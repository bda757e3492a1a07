//! Charge reporting over settled usage debits.
//!
//! `aggregate_by_day` groups charges by calendar day, stream and profile.
//! `monthly_chart` spreads those rows over the days of a month, split into
//! live and on-demand totals.

use std::collections::BTreeMap;

use chrono::{Datelike, NaiveDate};
use rust_decimal::Decimal;
use serde::{Deserialize, Serialize};

use crate::ledger::types::Transaction;

/// Charges for one stream and profile on one day.
#[derive(Debug, Clone, PartialEq, Eq, Serialize, Deserialize)]
pub struct DailyCharge {
    pub date: NaiveDate,
    pub stream_id: String,
    pub stream_name: Option<String>,
    pub stream_is_live: bool,
    pub profile_id: Option<String>,
    pub profile_name: Option<String>,
    /// Total streamed seconds.
    pub duration_secs: i64,
    /// Average profile cost in major units, when any row carries one.
    pub cost: Option<Decimal>,
    /// Sum of charged amounts in minor units.
    pub total_cost: i64,
}

/// Live and on-demand totals for one day of a chart.
#[derive(Debug, Clone, Copy, PartialEq, Eq, Serialize, Deserialize)]
pub struct ChartPoint {
    pub day: NaiveDate,
    /// Minor units charged for live streams.
    pub live: i64,
    /// Minor units charged for on-demand streams.
    pub vod: i64,
}

type GroupKey = (
    NaiveDate,
    String,
    Option<String>,
    bool,
    Option<String>,
    Option<String>,
);

#[derive(Default)]
struct Group {
    duration_secs: i64,
    cost_sum: Decimal,
    cost_count: u32,
    total_cost: i64,
}

/// Groups usage charges by day, stream and profile, newest day first.
///
/// Transactions without usage details are ignored.
#[must_use]
pub fn aggregate_by_day(transactions: &[Transaction]) -> Vec<DailyCharge> {
    let mut groups: BTreeMap<GroupKey, Group> = BTreeMap::new();

    for tx in transactions {
        let Some(usage) = &tx.usage else {
            continue;
        };
        let key = (
            tx.created_at.date_naive(),
            usage.stream_id.clone(),
            usage.stream_name.clone(),
            usage.stream_is_live,
            usage.profile_id.clone(),
            usage.profile_name.clone(),
        );

        let group = groups.entry(key).or_default();
        group.duration_secs += usage.duration_secs;
        group.total_cost += tx.amount;
        if let Some(cost) = usage.profile_cost {
            group.cost_sum += cost;
            group.cost_count += 1;
        }
    }

    let mut rows: Vec<DailyCharge> = groups
        .into_iter()
        .map(
            |((date, stream_id, stream_name, stream_is_live, profile_id, profile_name), group)| {
                DailyCharge {
                    date,
                    stream_id,
                    stream_name,
                    stream_is_live,
                    profile_id,
                    profile_name,
                    duration_secs: group.duration_secs,
                    cost: (group.cost_count > 0)
                        .then(|| group.cost_sum / Decimal::from(group.cost_count)),
                    total_cost: group.total_cost,
                }
            },
        )
        .collect();

    rows.sort_by(|a, b| b.date.cmp(&a.date));
    rows
}

/// One point per day of `today`'s month with live and on-demand totals.
#[must_use]
pub fn monthly_chart(charges: &[DailyCharge], today: NaiveDate) -> Vec<ChartPoint> {
    let first = today.with_day(1).unwrap_or(today);

    first
        .iter_days()
        .take_while(|day| day.month() == first.month())
        .map(|day| {
            let (live, vod) = charges
                .iter()
                .filter(|charge| charge.date == day)
                .fold((0, 0), |(live, vod), charge| {
                    if charge.stream_is_live {
                        (live + charge.total_cost, vod)
                    } else {
                        (live, vod + charge.total_cost)
                    }
                });
            ChartPoint { day, live, vod }
        })
        .collect()
}
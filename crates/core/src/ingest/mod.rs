//! Event ingest: the consumer side of the message bus.

pub mod adapter;
pub mod events;

pub use adapter::{EventIngest, IngestOutcome};
pub use events::{BillingEvent, ChunkRef, UsageCompleted};
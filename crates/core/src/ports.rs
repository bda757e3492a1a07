//! Traits for the external collaborators of the ledger.
//!
//! The identity service and the payment provider are only reached through
//! these traits; HTTP implementations live in `billing-integrations`.

use async_trait::async_trait;
use serde::{Deserialize, Serialize};
use thiserror::Error;

use billing_shared::types::Currency;

use crate::ledger::types::PaymentIntentStatus;

/// A user as known to the identity service.
#[derive(Debug, Clone, PartialEq, Eq, Serialize, Deserialize)]
pub struct User {
    pub id: String,
    pub email: String,
}

/// Errors from the identity service.
#[derive(Debug, Clone, Error, PartialEq, Eq)]
pub enum IdentityError {
    /// No such user.
    #[error("User not found: {0}")]
    NotFound(String),

    /// The service could not be reached or answered badly.
    #[error("Identity service unavailable: {0}")]
    Unavailable(String),
}

/// Looks up users by their external id.
#[async_trait]
pub trait IdentityProvider: Send + Sync {
    /// Fetches the user with the given id.
    async fn get_user_by_id(&self, user_id: &str) -> Result<User, IdentityError>;
}

/// A payment intent created at the provider.
#[derive(Debug, Clone, PartialEq, Eq, Serialize, Deserialize)]
pub struct PaymentIntent {
    pub id: String,
    pub client_secret: String,
    pub status: PaymentIntentStatus,
}

/// Errors from the payment provider.
#[derive(Debug, Clone, Error, PartialEq, Eq)]
pub enum ProviderError {
    /// The provider refused the request.
    #[error("Payment provider rejected request: {0}")]
    Rejected(String),

    /// Transport failure or unexpected response.
    #[error("Payment provider unavailable: {0}")]
    Unavailable(String),
}

/// Payment-gateway operations used by the ledger.
#[async_trait]
pub trait PaymentProvider: Send + Sync {
    /// Creates a customer and returns its reference.
    async fn create_customer(&self, email: &str) -> Result<String, ProviderError>;

    /// Creates a payment intent for `amount` minor units.
    async fn create_intent(
        &self,
        amount: i64,
        currency: Currency,
        customer_ref: &str,
    ) -> Result<PaymentIntent, ProviderError>;

    /// Returns the current status of an intent.
    async fn get_intent_status(&self, intent_id: &str)
    -> Result<PaymentIntentStatus, ProviderError>;
}

impl From<IdentityError> for crate::ledger::LedgerError {
    fn from(err: IdentityError) -> Self {
        match err {
            IdentityError::NotFound(user_id) => Self::NotFound {
                entity: "user",
                key: user_id,
            },
            IdentityError::Unavailable(msg) => Self::ProviderUnavailable(msg),
        }
    }
}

PROBLEM DETAILS → Return the records in their entirety. Keep every character as it is.

TASK RESULT →
repository bda757e3492a1a07
//! Charge reporting over settled usage debits.
//!
//! `aggregate_by_day` groups charges by calendar day, stream and profile.
//! `monthly_chart` spreads those rows over the days of a month, split into
//! live and on-demand totals.

use std::collections::BTreeMap;

use chrono::{Datelike, NaiveDate};
use rust_decimal::Decimal;
use serde::{Deserialize, Serialize};

use crate::ledger::types::Transaction;

/// Charges for one stream and profile on one day.
#[derive(Debug, Clone, PartialEq, Eq, Serialize, Deserialize)]
pub struct DailyCharge {
    pub date: NaiveDate,
    pub stream_id: String,
    pub stream_name: Option<String>,
    pub stream_is_live: bool,
    pub profile_id: Option<String>,
    pub profile_name: Option<String>,
    /// Total streamed seconds.
    pub duration_secs: i64,
    /// Average profile cost in major units, when any row carries one.
    pub cost: Option<Decimal>,
    /// Sum of charged amounts in minor units.
    pub total_cost: i64,
}

/// Live and on-demand totals for one day of a chart.
#[derive(Debug, Clone, Copy, PartialEq, Eq, Serialize, Deserialize)]
pub struct ChartPoint {
    pub day: NaiveDate,
    /// Minor units charged for live streams.
    pub live: i64,
    /// Minor units charged for on-demand streams.
    pub vod: i64,
}

type GroupKey = (
    NaiveDate,
    String,
    Option<String>,
    bool,
    Option<String>,
    Option<String>,
);

#[derive(Default)]
struct Group {
    duration_secs: i64,
    cost_sum: Decimal,
    cost_count: u32,
    total_cost: i64,
}

/// Groups usage charges by day, stream and profile, newest day first.
///
/// Transactions without usage details are ignored.
#[must_use]
pub fn aggregate_by_day(transactions: &[Transaction]) -> Vec<DailyCharge> {
    let mut groups: BTreeMap<GroupKey, Group> = BTreeMap::new();

    for tx in transactions {
        let Some(usage) = &tx.usage else {
            continue;
        };
        let key = (
            tx.created_at.date_naive(),
            usage.stream_id.clone(),
            usage.stream_name.clone(),
            usage.stream_is_live,
            usage.profile_id.clone(),
            usage.profile_name.clone(),
        );

        let group = groups.entry(key).or_default();
        group.duration_secs += usage.duration_secs;
        group.total_cost += tx.amount;
        if let Some(cost) = usage.profile_cost {
            group.cost_sum += cost;
            group.cost_count += 1;
        }
    }

    let mut rows: Vec<DailyCharge> = groups
        .into_iter()
        .map(
            |((date, stream_id, stream_name, stream_is_live, profile_id, profile_name), group)| {
                DailyCharge {
                    date,
                    stream_id,
                    stream_name,
                    stream_is_live,
                    profile_id,
                    profile_name,
                    duration_secs: group.duration_secs,
                    cost: (group.cost_count > 0)
                        .then(|| group.cost_sum / Decimal::from(group.cost_count)),
                    total_cost: group.total_cost,
                }
            },
        )
        .collect();

    rows.sort_by(|a, b| b.date.cmp(&a.date));
    rows
}

/// One point per day of `today`'s month with live and on-demand totals.
#[must_use]
pub fn monthly_chart(charges: &[DailyCharge], today: NaiveDate) -> Vec<ChartPoint> {
    let first = today.with_day(1).unwrap_or(today);

    first
        .iter_days()
        .take_while(|day| day.month() == first.month())
        .map(|day| {
            let (live, vod) = charges
                .iter()
                .filter(|charge| charge.date == day)
                .fold((0, 0), |(live, vod), charge| {
                    if charge.stream_is_live {
                        (live + charge.total_cost, vod)
                    } else {
                        (live, vod + charge.total_cost)
                    }
                });
            ChartPoint { day, live, vod }
        })
        .collect()
}
filename crates/core/src/ingest/mod.rs
//! Event ingest: the consumer side of the message bus.

pub mod adapter;
pub mod events;

pub use adapter::{EventIngest, IngestOutcome};
pub use events::{BillingEvent, ChunkRef, UsageCompleted};
filename crates/core/src/ports.rs
repository bda757e3492a1a07
//! Traits for the external collaborators of the ledger.
//!
//! The identity service and the payment provider are only reached through
//! these traits; HTTP implementations live in `billing-integrations`.

use async_trait::async_trait;
use serde::{Deserialize, Serialize};
use thiserror::Error;

use billing_shared::types::Currency;

use crate::ledger::types::PaymentIntentStatus;

/// A user as known to the identity service.
#[derive(Debug, Clone, PartialEq, Eq, Serialize, Deserialize)]
pub struct User {
    pub id: String,
    pub email: String,
}

/// Errors from the identity service.
#[derive(Debug, Clone, Error, PartialEq, Eq)]
pub enum IdentityError {
    /// No such user.
    #[error("User not found: {0}")]
    NotFound(String),

    /// The service could not be reached or answered badly.
    #[error("Identity service unavailable: {0}")]
    Unavailable(String),
}

/// Looks up users by their external id.
#[async_trait]
pub trait IdentityProvider: Send + Sync {
    /// Fetches the user with the given id.
    async fn get_user_by_id(&self, user_id: &str) -> Result<User, IdentityError>;
}

/// A payment intent created at the provider.
#[derive(Debug, Clone, PartialEq, Eq, Serialize, Deserialize)]
pub struct PaymentIntent {
    pub id: String,
    pub client_secret: String,
    pub status: PaymentIntentStatus,
}

/// Errors from the payment provider.
#[derive(Debug, Clone, Error, PartialEq, Eq)]
pub enum ProviderError {
    /// The provider refused the request.
    #[error("Payment provider rejected request: {0}")]
    Rejected(String),

    /// Transport failure or unexpected response.
    #[error("Payment provider unavailable: {0}")]
    Unavailable(String),
}

/// Payment-gateway operations used by the ledger.
#[async_trait]
pub trait PaymentProvider: Send + Sync {
    /// Creates a customer and returns its reference.
    async fn create_customer(&self, email: &str) -> Result<String, ProviderError>;

    /// Creates a payment intent for `amount` minor units.
    async fn create_intent(
        &self,
        amount: i64,
        currency: Currency,
        customer_ref: &str,
    ) -> Result<PaymentIntent, ProviderError>;

    /// Returns the current status of an intent.
    async fn get_intent_status(&self, intent_id: &str)
    -> Result<PaymentIntentStatus, ProviderError>;
}

impl From<IdentityError> for crate::ledger::LedgerError {
    fn from(err: IdentityError) -> Self {
        match err {
            IdentityError::NotFound(user_id) => Self::NotFound {
                entity: "user",
                key: user_id,
            },
            IdentityError::Unavailable(msg) => Self::ProviderUnavailable(msg),
        }
    }
}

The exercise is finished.